階段を下りながら、サザが隣へ来てルミザへ小声で話し掛けて来た。


「王女様、あんたにこういう事を頼むのは筋違いかもしれないけど、ミカヤが無茶をしないように気を付けてくれないか? 巫女になってから、あんたの事に関しては俺の言う事なんて聞きやしない」
「え?」
「……もしラエティアの第四王女が困っているのなら解決するまで協力する、苦しみがあるのなら自分が全て引き受ける、命が危険に晒されているのなら自分が身代わりになるって、王女様に会う前からずっと言ってたんだよ。
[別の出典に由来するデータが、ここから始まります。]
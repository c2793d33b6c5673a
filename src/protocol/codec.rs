//! Command codec contract shared by every SMB2 request the client issues

use super::header::Smb2Header;
use super::message::Message;
use super::smb2_constants::{Smb2Command, Smb2Dialect};
use crate::error::{Error, NtStatus, Result};
use std::fmt;
use uuid::Uuid;

/// Credits asked for on every request so pipelined transfers never stall
pub const CREDIT_REQUEST: u16 = 64;

/// Per-connection protocol state the codecs read and update.
#[derive(Debug, Clone)]
pub struct SessionContext {
    unc_path: String,
    client_guid: Uuid,
    next_message_id: u64,
    pub dialect: Option<Smb2Dialect>,
    /// Zero until the first session setup response assigns one
    pub session_id: u64,
    pub tree_id: u32,
    pub max_read_size: u32,
    pub max_write_size: u32,
}

impl SessionContext {
    pub fn new(unc_path: impl Into<String>) -> Self {
        Self {
            unc_path: unc_path.into(),
            client_guid: Uuid::new_v4(),
            next_message_id: 0,
            dialect: None,
            session_id: 0,
            tree_id: 0,
            max_read_size: 0,
            max_write_size: 0,
        }
    }

    /// `\\host\share` used for tree connect
    pub fn unc_path(&self) -> &str {
        &self.unc_path
    }

    pub fn client_guid(&self) -> Uuid {
        self.client_guid
    }

    /// Fresh request header carrying the next message id
    pub fn request_header(&mut self, command: Smb2Command) -> Smb2Header {
        let mut header = Smb2Header::new(command);
        header.message_id = self.next_message_id;
        header.credit = CREDIT_REQUEST;
        header.session_id = self.session_id;
        header.tree_id = self.tree_id;
        self.next_message_id += 1;
        header
    }

    pub fn request(&mut self, command: Smb2Command, body: Vec<u8>) -> Message {
        let header = self.request_header(command);
        Message::new(header, body)
    }
}

/// Name of every command codec, used in logs and errors
#[derive(Debug, Clone, Copy, PartialEq, Eq, Hash)]
pub enum CommandKind {
    Negotiate,
    SessionSetupNegotiate,
    SessionSetupAuthenticate,
    TreeConnect,
    Open,
    Create,
    Close,
    Read,
    Write,
    QueryDirectory,
    SetInfo,
}

impl CommandKind {
    pub fn name(self) -> &'static str {
        match self {
            CommandKind::Negotiate => "negotiate",
            CommandKind::SessionSetupNegotiate => "session_setup_step1",
            CommandKind::SessionSetupAuthenticate => "session_setup_step2",
            CommandKind::TreeConnect => "tree_connect",
            CommandKind::Open => "open",
            CommandKind::Create => "create",
            CommandKind::Close => "close",
            CommandKind::Read => "read",
            CommandKind::Write => "write",
            CommandKind::QueryDirectory => "query_directory",
            CommandKind::SetInfo => "set_info",
        }
    }

    /// Wire opcode the command travels as
    pub fn command(self) -> Smb2Command {
        match self {
            CommandKind::Negotiate => Smb2Command::Negotiate,
            CommandKind::SessionSetupNegotiate | CommandKind::SessionSetupAuthenticate => {
                Smb2Command::SessionSetup
            }
            CommandKind::TreeConnect => Smb2Command::TreeConnect,
            CommandKind::Open | CommandKind::Create => Smb2Command::Create,
            CommandKind::Close => Smb2Command::Close,
            CommandKind::Read => Smb2Command::Read,
            CommandKind::Write => Smb2Command::Write,
            CommandKind::QueryDirectory => Smb2Command::QueryDirectory,
            CommandKind::SetInfo => Smb2Command::SetInfo,
        }
    }

    /// Reject a response for another opcode or with a failure status.
    ///
    /// `accepted` lists non-success statuses the caller handles itself.
    pub fn check(self, response: &Message, accepted: &[NtStatus]) -> Result<()> {
        if response.command() != self.command() {
            return Err(Error::InvalidMessage(format!(
                "{} answered with {:?}",
                self,
                response.command()
            )));
        }
        let status = response.status();
        if status.is_success() || accepted.contains(&status) {
            Ok(())
        } else {
            Err(Error::Status {
                command: self.command(),
                status,
            })
        }
    }
}

impl fmt::Display for CommandKind {
    fn fmt(&self, f: &mut fmt::Formatter<'_>) -> fmt::Result {
        f.write_str(self.name())
    }
}

/// Encoder/decoder pair for one request type
pub trait SmbCommand: Send {
    type Output: Send;

    const KIND: CommandKind;

    /// Build the request, assigning its message id from `ctx`
    fn generate(&self, ctx: &mut SessionContext) -> Result<Message>;

    /// Interpret the correlated response
    fn parse(&self, ctx: &mut SessionContext, response: Message) -> Result<Self::Output>;
}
いくら無茶するなって言っても、謝るばかりで聞いてくれない」
「そんな……」
「だから。あんたが直接そんな言動を諫めてくれたら、ミカヤも耳を傾けるかもしれない。頼む、俺はミカヤを失いたくないんだ」


一見平静のようで、どことなく悲壮さを感じさせる声音と表情を見せるサザ。
ルミザも、まさかミカヤがそこまで言っているなどと思わなかったので、ただ唖然とするばかりだ。
きっと何度止めても聞き入れなかったのだろう、彼の表情には疲れも見える。
ミカヤがそんな事を頑なに言うなど、やはり何かの干渉で意識を操作されているとしか思えなかった。
そうなると、巫女のこの状態は、ルミザのせいという可能性もある。

そんなのは嫌だ。
意味も分からないまま尽くされ、尽くしてくれた者が何もかもを自分に捧げた挙げ句死んでしまうなんて。


「分かりました。もしミカヤさんが無茶をしようとしたら、出来る限り止めるよう説得してみます」
「有難う、頼んだ」


少しだけホッとした様子を見せたサザは、偵察して来ると言い、飛び降りるように階段や道を下ってすぐ見えなくなってしまった。

そんな彼の背を見送ったルミザの心に広がるのは、漠然とした不安と疑心。
自分に託される理由なんて少しも分からないマテリアの事や、意識を操作されているとしか思えない巫女達の言動。きな臭い。
聖神や虹の神が関係しているのか、それならばこの事象に何か意味があるのか、訊ねたくて仕方なかった。
だが、巫女自身も知らない使命の事など、聖神や虹の神以外に誰が知っているだろうか。
結果ルミザは、不安と疑心を抱えたまま逃走劇を続ける羽目になってしまった。